### Problem description
Report every line of the listing below in which the string "PathBuf" appears.

### Exercise materials
--*--
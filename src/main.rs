//! Custolens CLI - analyst-facing reports over the cost export pipeline.

use std::path::PathBuf;
use std::process::ExitCode;

use anyhow::Context;

use custolens::analysis::{run_analysis, AnalysisReport, AnalysisRequest};
use custolens::data::{locate_input, DatasetCache, PipelineError, CANDIDATE_FILENAMES};

const USAGE: &str = "\
Usage: custolens [DIR] [options]

Analyze the cost export found in DIR (default: current directory).

Options:
  --group <COLUMN>        categorical column to filter and summarize by
  --select <VALUE>        keep only records with this value (repeatable)
  --cost-adjust <PCT>     cost adjustment percentage for the scenario
  --volume-adjust <PCT>   volume adjustment percentage for the scenario
  --sigma <K>             anomaly threshold multiplier (default 1.5)
  --theme <NAME>          presentation hint echoed in the report
  --json                  emit the report as JSON
  -h, --help              show this help";

struct CliOptions {
    dir: PathBuf,
    json: bool,
    request: AnalysisRequest,
}

fn main() -> ExitCode {
    env_logger::init();

    let args: Vec<String> = std::env::args().skip(1).collect();
    if args.iter().any(|arg| arg == "--help" || arg == "-h") {
        println!("{USAGE}");
        return ExitCode::SUCCESS;
    }

    let options = match parse_args(&args) {
        Ok(options) => options,
        Err(message) => {
            eprintln!("{message}");
            return ExitCode::from(2);
        }
    };

    match run(&options) {
        Ok(code) => code,
        Err(e) => {
            eprintln!("Error: {e:#}");
            ExitCode::FAILURE
        }
    }
}

fn run(options: &CliOptions) -> anyhow::Result<ExitCode> {
    let Some(path) = locate_input(&options.dir) else {
        eprintln!(
            "No cost export found in {}.\n\
             Drop '{}' (or any .csv export) there and run again.",
            options.dir.display(),
            CANDIDATE_FILENAMES[0]
        );
        return Ok(ExitCode::FAILURE);
    };

    let cache = DatasetCache::new();
    let dataset = match cache.get_or_load(&path) {
        Ok(dataset) => dataset,
        Err(PipelineError::Parse { path, source }) => {
            eprintln!(
                "The file {} could not be read as a cost export.\n\
                 Cause: {source}\n\
                 Re-export the sheet as CSV (comma/UTF-8 or semicolon/Windows-1252) and try again.",
                path.display()
            );
            return Ok(ExitCode::FAILURE);
        }
        Err(e) => return Err(e.into()),
    };

    let output = run_analysis(&dataset, &options.request)?;

    if options.json {
        let rendered =
            serde_json::to_string_pretty(&output.report).context("serializing report")?;
        println!("{rendered}");
    } else {
        print_report(&output.report);
    }

    Ok(ExitCode::SUCCESS)
}

fn parse_args(args: &[String]) -> Result<CliOptions, String> {
    let mut options = CliOptions {
        dir: PathBuf::from("."),
        json: false,
        request: AnalysisRequest::default(),
    };

    let mut iter = args.iter();
    while let Some(arg) = iter.next() {
        match arg.as_str() {
            "--json" => options.json = true,
            "--group" => options.request.group_column = Some(take_value(&mut iter, arg)?),
            "--select" => options.request.selected_groups.push(take_value(&mut iter, arg)?),
            "--theme" => options.request.theme = Some(take_value(&mut iter, arg)?),
            "--cost-adjust" => options.request.cost_adjust_pct = take_number(&mut iter, arg)?,
            "--volume-adjust" => options.request.volume_adjust_pct = take_number(&mut iter, arg)?,
            "--sigma" => options.request.sigma_threshold = take_number(&mut iter, arg)?,
            other if !other.starts_with('-') => options.dir = PathBuf::from(other),
            other => return Err(format!("Unknown option '{other}'\n\n{USAGE}")),
        }
    }

    Ok(options)
}

fn take_value(iter: &mut std::slice::Iter<'_, String>, flag: &str) -> Result<String, String> {
    iter.next()
        .cloned()
        .ok_or_else(|| format!("Missing value for {flag}\n\n{USAGE}"))
}

fn take_number(iter: &mut std::slice::Iter<'_, String>, flag: &str) -> Result<f64, String> {
    let raw = take_value(iter, flag)?;
    raw.parse()
        .map_err(|_| format!("Invalid number '{raw}' for {flag}\n\n{USAGE}"))
}

fn print_report(report: &AnalysisReport) {
    println!("Source      : {} ({})", report.source, report.format);
    println!(
        "Records     : {} of {} after filtering",
        report.rows_considered, report.rows_total
    );
    if let Some(theme) = &report.theme {
        println!("Theme       : {theme}");
    }

    println!();
    println!("Efficiency (R$/m2)");
    println!("  mean      : {:.4}", report.efficiency.mean);
    println!("  std dev   : {:.4}", report.efficiency.std_dev);
    match report.efficiency.threshold {
        Some(cutoff) => println!("  threshold : {cutoff:.4}"),
        None => println!("  threshold : n/a (no spread)"),
    }
    println!("  anomalies : {}", report.anomalies.len());
    for anomaly in &report.anomalies {
        println!("    {} -> {:.4}", anomaly.label, anomaly.efficiency);
    }

    println!();
    println!("Scenario");
    println!("  base cost      : {:.2}", report.scenario.base_cost_total);
    println!("  projected cost : {:.2}", report.scenario.projected_cost_total);
    println!(
        "  delta          : {:.2} ({:+.2}%)",
        report.scenario.delta, report.scenario.delta_pct
    );

    if let Some(group_column) = &report.group_column {
        if !report.groups.is_empty() {
            println!();
            println!("Groups by {group_column}");
            for group in &report.groups {
                println!(
                    "  {:<28} {:>6} records   cost {:>14.2}   mean R$/m2 {:>10.4}",
                    group.group, group.records, group.total_standard_cost, group.mean_efficiency
                );
            }
        }
    }
}
//! Custolens - cost and consumption analysis for manufacturing CSV exports
//!
//! Locates a loosely specified CSV export, normalizes its locale-formatted
//! financial columns, derives the cost-efficiency metric, and answers
//! per-request anomaly detection, scenario projection and group summaries
//! over the resulting dataset.

pub mod analysis;
pub mod data;
pub mod stats;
--*--
### Task result
use std::path::PathBuf;
    dir: PathBuf,
        dir: PathBuf::from("."),
            other if !other.starts_with('-') => options.dir = PathBuf::from(other),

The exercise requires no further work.